Exercise goal:
Exactly the lines from the start of the data through the line containing "use crate::vcpkg::VcpkgLayout;" should be output, with both ends kept and nothing added.

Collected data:
//! Triplet resolution and dynamic triplet generation.
//!
//! A triplet is either a static `.cmake` file shipped with vcpkg or a local
//! directory, or one crossport synthesizes on demand:
//! - musl: `<vcpkg-machine>-linux-musl`
//! - zig:  `zig-<vcpkg-machine>-linux-{static,dynamic}`

use std::collections::BTreeSet;
use std::fmt;
use std::path::Path;
use std::sync::OnceLock;

use anyhow::Result;
use thiserror::Error;

use crate::core::arch::{self, Architecture};
use crate::core::target::{BuildTarget, Compiler, Libc, Linkage};
use crate::cross::cmake::{find_root_isolation, CMakeScript, CacheKind};
use crate::util::diagnostic::Diagnostic;
use crate::util::fs::{file_stems_with_extension, slash_path};
use crate::vcpkg::VcpkgLayout;

/// Machine token vcpkg uses for emscripten.
pub const WEB_MACHINE: &str = "wasm32";
/// Platform token vcpkg uses for emscripten with threads.
pub const WEB_PLATFORM: &str = "emscripten-threads";
/// Platform token vcpkg uses for windows builds (mingw).
pub const WINDOWS_PLATFORM: &str = "mingw";

const MUSL_MARKER: &str = "-linux-musl";
const ZIG_PREFIX: &str = "zig-";

/// How a triplet's definition is obtained.
#[derive(Debug, Clone, Copy, PartialEq, Eq)]
pub enum TripletKind {
    /// A `.cmake` file on disk
    Static,
    /// Synthesized musl triplet
    MuslDynamic,
    /// Synthesized zig triplet
    ZigDynamic,
}

impl TripletKind {
    /// Classify a triplet name.
    pub fn of(name: &str) -> Self {
        if is_zig_triplet(name) {
            TripletKind::ZigDynamic
        } else if is_musl_triplet(name) {
            TripletKind::MuslDynamic
        } else {
            TripletKind::Static
        }
    }

    pub fn is_dynamic(&self) -> bool {
        !matches!(self, TripletKind::Static)
    }
}

impl fmt::Display for TripletKind {
    fn fmt(&self, f: &mut fmt::Formatter<'_>) -> fmt::Result {
        match self {
            TripletKind::Static => write!(f, "static"),
            TripletKind::MuslDynamic => write!(f, "musl-dynamic"),
            TripletKind::ZigDynamic => write!(f, "zig-dynamic"),
        }
    }
}

/// A resolved triplet.
#[derive(Debug, Clone, PartialEq, Eq)]
pub struct Triplet {
    pub name: String,
    pub kind: TripletKind,
}

impl Triplet {
    pub fn new(name: impl Into<String>) -> Self {
        let name = name.into();
        let kind = TripletKind::of(&name);
        Triplet { name, kind }
    }
}

impl fmt::Display for Triplet {
    fn fmt(&self, f: &mut fmt::Formatter<'_>) -> fmt::Result {
        f.write_str(&self.name)
    }
}

/// Triplet resolution or generation failure.
#[derive(Debug, Error, PartialEq, Eq)]
pub enum TripletError {
    #[error("no vcpkg triplet detected (tried: {})", candidates.join(", "))]
    NoTripletResolved { candidates: Vec<String> },

    #[error("cannot find architecture for vcpkg machine `{machine}`")]
    UnknownPackagingMachine { machine: String },

    #[error("triplet `{triplet}` is not generated dynamically")]
    NotDynamic { triplet: String },
}

impl TripletError {
    pub fn to_diagnostic(&self) -> Diagnostic {
        match self {
            TripletError::NoTripletResolved { candidates } => {
                Diagnostic::error("no vcpkg triplet detected")
                    .with_context(format!("tried: {}", candidates.join(", ")))
                    .with_suggestion("help: Pass `--triplet` or add a matching file to vcpkg/triplets")
            }
            TripletError::UnknownPackagingMachine { machine } => Diagnostic::error(format!(
                "cannot find architecture for vcpkg machine `{}`",
                machine
            )),
            TripletError::NotDynamic { triplet } => Diagnostic::error(format!(
                "triplet `{}` is not generated dynamically",
                triplet
            )),
        }
    }
}

pub fn is_musl_triplet(name: &str) -> bool {
    name.ends_with("-musl") && name.contains(MUSL_MARKER) && !name.starts_with(ZIG_PREFIX)
}

pub fn is_zig_triplet(name: &str) -> bool {
    name.starts_with(ZIG_PREFIX)
        && (name.contains("-linux-static") || name.contains("-linux-dynamic"))
}

/// Musl triplet name for a machine, when the machine has a musl toolchain.
pub fn musl_triplet_name(machine: &str) -> Option<String> {
    arch::lookup(machine)
        .filter(|a| !a.gcc_musl.is_empty())
        .map(|a| format!("{}{}", a.vcpkg_machine, MUSL_MARKER))
}

/// Recover the architecture (and zig linkage) encoded in a dynamic triplet name.
pub fn parse_dynamic(name: &str) -> Result<(&'static Architecture, Option<Linkage>), TripletError> {
    let (machine, linkage) = if is_zig_triplet(name) {
        let rest = &name[ZIG_PREFIX.len()..];
        if let Some(machine) = rest.strip_suffix("-linux-static") {
            (machine, Some(Linkage::Static))
        } else if let Some(machine) = rest.strip_suffix("-linux-dynamic") {
            (machine, Some(Linkage::Dynamic))
        } else {
            return Err(TripletError::NotDynamic {
                triplet: name.to_string(),
            });
        }
    } else if is_musl_triplet(name) {
        let machine = name.split(MUSL_MARKER).next().unwrap_or_default();
        (machine, None)
    } else {
        return Err(TripletError::NotDynamic {
            triplet: name.to_string(),
        });
    };

    let arch = arch::from_vcpkg_machine(machine).ok_or_else(|| {
        TripletError::UnknownPackagingMachine {
            machine: machine.to_string(),
        }
    })?;
    Ok((arch, linkage))
}

/// Candidate triplet names for a target, most specific first.
pub fn candidates(target: &BuildTarget) -> Vec<String> {
    let (machine, platform) = match target.platform.as_str() {
        "web" => (WEB_MACHINE.to_string(), WEB_PLATFORM.to_string()),
        "windows" => (arch::vcpkg_machine(&target.machine), WINDOWS_PLATFORM.to_string()),
        other => (arch::vcpkg_machine(&target.machine), other.to_string()),
    };

    let (prefix, suffix) = if target.libc == Libc::Musl && target.platform == "linux" {
        ("", "-musl")
    } else if target.compiler == Compiler::Zig {
        (ZIG_PREFIX, "")
    } else {
        ("", "")
    };

    let base = format!("{}{}-{}{}", prefix, machine, platform, suffix);
    let linkage = target.linkage.as_str();
    vec![
        format!("{}-{}-{}", base, linkage, target.mode),
        format!("{}-{}", base, linkage),
        format!("{}-{}", base, target.mode),
        base,
    ]
}

/// First candidate present in `available`.
pub fn pick(candidates: &[String], available: &BTreeSet<String>) -> Result<String, TripletError> {
    candidates
        .iter()
        .find(|c| available.contains(*c))
        .cloned()
        .ok_or_else(|| TripletError::NoTripletResolved {
            candidates: candidates.to_vec(),
        })
}

/// Triplet names defined by vcpkg itself.
pub fn scan_engine_triplets(layout: &VcpkgLayout) -> Result<BTreeSet<String>> {
    let mut triplets = BTreeSet::new();
    for dir in layout.engine_triplet_dirs() {
        triplets.extend(file_stems_with_extension(&dir, "cmake")?);
    }
    Ok(triplets)
}

/// Triplet names crossport can provide: local and addon files plus every
/// musl and zig triplet the architecture table supports.
pub fn generatable_triplets(layout: &VcpkgLayout) -> Result<BTreeSet<String>> {
    let mut triplets = BTreeSet::new();
    for dir in [layout.local_triplets(), layout.addon_triplets()] {
        triplets.extend(file_stems_with_extension(&dir, "cmake")?);
    }

    for arch in arch::all() {
        if !arch.gcc_musl.is_empty() {
            triplets.insert(format!("{}{}", arch.vcpkg_machine, MUSL_MARKER));
        }
        if !arch.zig_target.is_empty() {
            triplets.insert(format!("{}{}-linux-static", ZIG_PREFIX, arch.vcpkg_machine));
            triplets.insert(format!("{}{}-linux-dynamic", ZIG_PREFIX, arch.vcpkg_machine));
        }
    }
    Ok(triplets)
}

/// Resolves the triplet once per resolver and caches the answer.
#[derive(Debug)]
pub struct TripletResolver<'a> {
    layout: &'a VcpkgLayout,
    explicit: Option<String>,
    cache: OnceLock<Triplet>,
}

impl<'a> TripletResolver<'a> {
    pub fn new(layout: &'a VcpkgLayout, explicit: Option<String>) -> Self {
        TripletResolver {
            layout,
            explicit,
            cache: OnceLock::new(),
        }
    }

    /// Resolve the triplet for `target`.
    ///
    /// An explicit triplet is used verbatim. Otherwise the candidates are
    /// tried against vcpkg's triplets and the generatable ones.
    pub fn resolve(&self, target: &BuildTarget) -> Result<&Triplet> {
        if let Some(triplet) = self.cache.get() {
            return Ok(triplet);
        }

        let triplet = match &self.explicit {
            Some(name) => Triplet::new(name.clone()),
            None => {
                let mut available = scan_engine_triplets(self.layout)?;
                available.extend(generatable_triplets(self.layout)?);
                let tries = candidates(target);
                tracing::debug!("triplet candidates: {:?}", tries);
                let name = pick(&tries, &available)?;
                tracing::info!("vcpkg triplet auto-detected as: {}", name);
                Triplet::new(name)
            }
        };

        Ok(self.cache.get_or_init(|| triplet))
    }
}

/// Synthesize the definition of a musl or zig triplet.
pub fn dynamic_triplet_script(name: &str, zig_toolchain: &Path) -> Result<CMakeScript, TripletError> {
    let (arch, linkage) = parse_dynamic(name)?;
    match linkage {
        Some(linkage) => zig_triplet_script(arch, linkage, zig_toolchain),
        None => Ok(musl_triplet_script(arch)),
    }
}

/// Musl triplet with an inline toolchain.
///
/// Compilers and archivers are named explicitly: a musl build on a host of
/// the same CPU is not detected as a cross build by processor comparison.
pub fn musl_triplet_script(arch: &Architecture) -> CMakeScript {
    let mut script = CMakeScript::new();
    script
        .comment(format!("Auto-generated musl triplet for {}", arch.machine))
        .set("CMAKE_SYSTEM_NAME", "Linux")
        .set("CMAKE_SYSTEM_PROCESSOR", arch.meson.cpu)
        .set("VCPKG_TARGET_ARCHITECTURE", arch.vcpkg_machine)
        .set("VCPKG_CRT_LINKAGE", "dynamic")
        .set("VCPKG_LIBRARY_LINKAGE", "dynamic")
        .set("VCPKG_CMAKE_SYSTEM_NAME", "Linux")
        .set_cache("CMAKE_C_FLAGS", "-fPIC", CacheKind::String, "", true)
        .set_cache("CMAKE_CXX_FLAGS", "-fPIC", CacheKind::String, "", true);

    let prefix = arch.gcc_musl;
    if !prefix.is_empty() {
        script
            .blank()
            .comment("Inline cross-compilation toolchain")
            .set("CMAKE_C_COMPILER", format!("{}gcc", prefix))
            .set("CMAKE_CXX_COMPILER", format!("{}g++", prefix))
            .set_cache("CMAKE_AR", format!("{}ar", prefix), CacheKind::FilePath, "Archiver", false)
            .set_cache(
                "CMAKE_RANLIB",
                format!("{}ranlib", prefix),
                CacheKind::FilePath,
                "Ranlib",
                false,
            )
            .extend(find_root_isolation());
    }
    script
}

/// Zig triplet chain-loading the shared zig toolchain.
pub fn zig_triplet_script(
    arch: &Architecture,
    linkage: Linkage,
    zig_toolchain: &Path,
) -> Result<CMakeScript, TripletError> {
    if arch.zig_target.is_empty() {
        return Err(TripletError::UnknownPackagingMachine {
            machine: arch.vcpkg_machine.to_string(),
        });
    }

    let mut c_flags = format!("-target {}", arch.zig_target);
    if !arch.zig_flags.is_empty() {
        c_flags.push(' ');
        c_flags.push_str(arch.zig_flags);
    }
    c_flags.push_str(" -fPIC");

    let mut script = CMakeScript::new();
    script
        .comment(format!(
            "Auto-generated zig triplet for {} ({})",
            arch.machine, linkage
        ))
        .set("CMAKE_SYSTEM_PROCESSOR", arch.meson.cpu)
        .set("VCPKG_TARGET_ARCHITECTURE", arch.vcpkg_machine)
        .set("VCPKG_CRT_LINKAGE", linkage.as_str())
        .set("VCPKG_LIBRARY_LINKAGE", linkage.as_str())
        .set("VCPKG_CMAKE_SYSTEM_NAME", "Linux")
        .set_quoted("VCPKG_TARGET_TRIPLET", arch.zig_target)
        .set_quoted("ARCH_TARGET", arch.zig_target)
        .set_cache("CMAKE_C_FLAGS", c_flags.clone(), CacheKind::String, "", true)
        .set_cache("CMAKE_CXX_FLAGS", c_flags, CacheKind::String, "", true)
        .set_quoted("VCPKG_CHAINLOAD_TOOLCHAIN_FILE", slash_path(zig_toolchain));
    Ok(script)
}
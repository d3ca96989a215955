//! `crossport cross-file` command
//!
//! Writes the CMake cross toolchain, the pkg-config wrapper and a Meson
//! cross file for a cross-linux target.

use anyhow::{bail, Result};

use crate::cli::CrossFileArgs;
use crate::commands::open_session;
use crossport::core::Compiler;
use crossport::cross::meson::{write_cross_file, MesonCrossFile};
use crossport::cross::pkgconfig::write_wrapper;
use crossport::cross::toolchain::{generate_cross_toolchain, probe_sysroot};

pub fn execute(args: CrossFileArgs) -> Result<()> {
    let session = open_session(&args.session)?;
    let target = &session.target;
    if !target.is_cross_linux() {
        bail!(
            "`{}` is not a cross-linux target (host: {} {})",
            target,
            target.host_machine,
            target.host_libc
        );
    }

    let tools = session.host_tools();
    let triplet = session.triplet()?;

    if let Some(toolchain) = generate_cross_toolchain(&session.layout, target, &tools)? {
        println!("{}", toolchain.display());
    }

    let wrapper = write_wrapper(&session.layout, &triplet.name, &tools)?;
    let sys_root = if target.compiler == Compiler::Zig {
        None
    } else {
        probe_sysroot(target, &tools)?
    };
    let cross = MesonCrossFile::for_target(target, Some(&wrapper), sys_root)?;

    let dir = args
        .out_dir
        .clone()
        .unwrap_or_else(|| session.layout.overlay_dir());
    let path = write_cross_file(&dir, target, &cross)?;
    println!("{}", path.display());
    Ok(())
}
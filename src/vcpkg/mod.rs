//! Vcpkg integration.
//!
//! - Locating the vcpkg root and binary
//! - Path helpers for the per-build vcpkg working directory
//! - Triplet resolution, manifest building and overlay triplets

pub mod manifest;
pub mod overlay;
pub mod triplet;

use std::path::{Path, PathBuf};

use crate::core::app::AppConfig;
use crate::core::target::BuildTarget;
use crate::util::config::Config;
use crate::util::fs::absolutize;

/// Name of the vcpkg executable on this platform.
pub fn vcpkg_exe_name() -> &'static str {
    if cfg!(windows) {
        "vcpkg.exe"
    } else {
        "vcpkg"
    }
}

/// Every path crossport reads or writes for one build target.
#[derive(Debug, Clone)]
pub struct VcpkgLayout {
    /// vcpkg root (holds `triplets/`, `scripts/`)
    pub root: PathBuf,
    /// vcpkg executable
    pub binary: PathBuf,
    /// `<build>/vcpkg` - engine working directory
    pub build_dir: PathBuf,
    /// `<build>/extlib` - link to the installed tree
    pub extlib_dir: PathBuf,
    /// Local triplets and toolchains (`<project>/vcpkg` by default)
    pub local_dir: PathBuf,
    /// Project addon directory (`<project>/addon/vcpkg` by default)
    pub addon_dir: PathBuf,
}

impl VcpkgLayout {
    /// Resolve the layout for a target.
    ///
    /// Binary priority: `VCPKG_PATH` > tool config `vcpkg.root` > `VCPKG_ROOT`
    /// > `<project>/.vcpkg`.
    pub fn locate<F>(
        project_root: &Path,
        app: &AppConfig,
        config: &Config,
        target: &BuildTarget,
        env: F,
    ) -> Self
    where
        F: Fn(&str) -> Option<String>,
    {
        let binary = resolve_binary(project_root, config, &env);
        let root = binary
            .parent()
            .map(Path::to_path_buf)
            .unwrap_or_else(|| project_root.join(".vcpkg"));

        let local_dir = app
            .vcpkg
            .local_dir
            .as_deref()
            .map(|p| absolutize(project_root, p))
            .unwrap_or_else(|| project_root.join("vcpkg"));
        let addon_dir = app
            .vcpkg
            .addon_dir
            .as_deref()
            .map(|p| absolutize(project_root, p))
            .unwrap_or_else(|| project_root.join("addon").join("vcpkg"));

        let build = target.build_dir(project_root);

        VcpkgLayout {
            root,
            binary,
            build_dir: build.join("vcpkg"),
            extlib_dir: build.join("extlib"),
            local_dir,
            addon_dir,
        }
    }

    /// `vcpkg.json` inside the working directory.
    pub fn manifest_path(&self) -> PathBuf {
        self.build_dir.join("vcpkg.json")
    }

    /// Generated overlay triplets, toolchain and wrapper.
    pub fn overlay_dir(&self) -> PathBuf {
        self.build_dir.join("overlay-triplets")
    }

    /// Installed tree for a triplet.
    pub fn installed_dir(&self, triplet: &str) -> PathBuf {
        self.build_dir.join("vcpkg_installed").join(triplet)
    }

    pub fn installed_include(&self, triplet: &str) -> PathBuf {
        self.installed_dir(triplet).join("include")
    }

    pub fn installed_lib(&self, triplet: &str) -> PathBuf {
        self.installed_dir(triplet).join("lib")
    }

    /// vcpkg's own triplet directories, in lookup order.
    pub fn engine_triplet_dirs(&self) -> [PathBuf; 2] {
        let triplets = self.root.join("triplets");
        [triplets.clone(), triplets.join("community")]
    }

    pub fn local_triplets(&self) -> PathBuf {
        self.local_dir.join("triplets")
    }

    /// Shared zig toolchain descriptor chain-loaded by zig triplets.
    pub fn zig_toolchain(&self) -> PathBuf {
        self.local_dir.join("toolchains").join("zig-toolchain.cmake")
    }

    pub fn addon_triplets(&self) -> PathBuf {
        self.addon_dir.join("triplets")
    }

    pub fn addon_ports(&self) -> PathBuf {
        self.addon_dir.join("overlay-ports")
    }

    /// vcpkg's Linux toolchain, included by the cross toolchain.
    pub fn linux_toolchain(&self) -> PathBuf {
        self.root.join("scripts").join("toolchains").join("linux.cmake")
    }

    /// Default binary cache directory.
    pub fn archives_dir(&self) -> PathBuf {
        self.root.join("archives")
    }
}

fn resolve_binary<F>(project_root: &Path, config: &Config, env: &F) -> PathBuf
where
    F: Fn(&str) -> Option<String>,
{
    if let Some(path) = env("VCPKG_PATH").filter(|p| !p.is_empty()) {
        return PathBuf::from(path);
    }
    if let Some(root) = &config.vcpkg.root {
        return absolutize(project_root, root).join(vcpkg_exe_name());
    }
    if let Some(root) = env("VCPKG_ROOT").filter(|p| !p.is_empty()) {
        return PathBuf::from(root).join(vcpkg_exe_name());
    }
    project_root.join(".vcpkg").join(vcpkg_exe_name())
}

#[cfg(test)]
mod tests {
    use super::*;
    use crate::core::host::HostInfo;
    use crate::core::target::{Libc, TargetRequest};

    fn target() -> BuildTarget {
        let host = HostInfo {
            machine: "x86_64".to_string(),
            libc: Libc::Gnu,
            platform: "linux".to_string(),
        };
        BuildTarget::resolve(&TargetRequest::default(), &host).unwrap()
    }

    #[test]
    fn test_binary_priority() {
        let app = AppConfig::default();
        let project = Path::new("/proj");
        let mut config = Config::default();

        let layout = VcpkgLayout::locate(project, &app, &config, &target(), |_| None);
        assert_eq!(layout.binary, project.join(".vcpkg").join(vcpkg_exe_name()));
        assert_eq!(layout.root, project.join(".vcpkg"));

        let env = |var: &str| (var == "VCPKG_ROOT").then(|| "/opt/vcpkg".to_string());
        let layout = VcpkgLayout::locate(project, &app, &config, &target(), env);
        assert_eq!(layout.root, PathBuf::from("/opt/vcpkg"));

        config.vcpkg.root = Some(PathBuf::from("tools/vcpkg"));
        let layout = VcpkgLayout::locate(project, &app, &config, &target(), env);
        assert_eq!(layout.root, project.join("tools/vcpkg"));

        let env = |var: &str| match var {
            "VCPKG_PATH" => Some("/usr/local/vcpkg/vcpkg".to_string()),
            _ => None,
        };
        let layout = VcpkgLayout::locate(project, &app, &config, &target(), env);
        assert_eq!(layout.root, PathBuf::from("/usr/local/vcpkg"));
    }

    #[test]
    fn test_build_paths() {
        let layout = VcpkgLayout::locate(
            Path::new("/proj"),
            &AppConfig::default(),
            &Config::default(),
            &target(),
            |_| None,
        );
        let build = PathBuf::from("/proj/build/linux-x86_64/gcc/debug");
        assert_eq!(layout.manifest_path(), build.join("vcpkg/vcpkg.json"));
        assert_eq!(
            layout.installed_include("x64-linux"),
            build.join("vcpkg/vcpkg_installed/x64-linux/include")
        );
        assert_eq!(layout.extlib_dir, build.join("extlib"));
        assert_eq!(layout.local_triplets(), PathBuf::from("/proj/vcpkg/triplets"));
        assert_eq!(
            layout.addon_ports(),
            PathBuf::from("/proj/addon/vcpkg/overlay-ports")
        );
    }
}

Response to the exercise:
//! Triplet resolution and dynamic triplet generation.
//!
//! A triplet is either a static `.cmake` file shipped with vcpkg or a local
//! directory, or one crossport synthesizes on demand:
//! - musl: `<vcpkg-machine>-linux-musl`
//! - zig:  `zig-<vcpkg-machine>-linux-{static,dynamic}`

use std::collections::BTreeSet;
use std::fmt;
use std::path::Path;
use std::sync::OnceLock;

use anyhow::Result;
use thiserror::Error;

use crate::core::arch::{self, Architecture};
use crate::core::target::{BuildTarget, Compiler, Libc, Linkage};
use crate::cross::cmake::{find_root_isolation, CMakeScript, CacheKind};
use crate::util::diagnostic::Diagnostic;
use crate::util::fs::{file_stems_with_extension, slash_path};
use crate::vcpkg::VcpkgLayout;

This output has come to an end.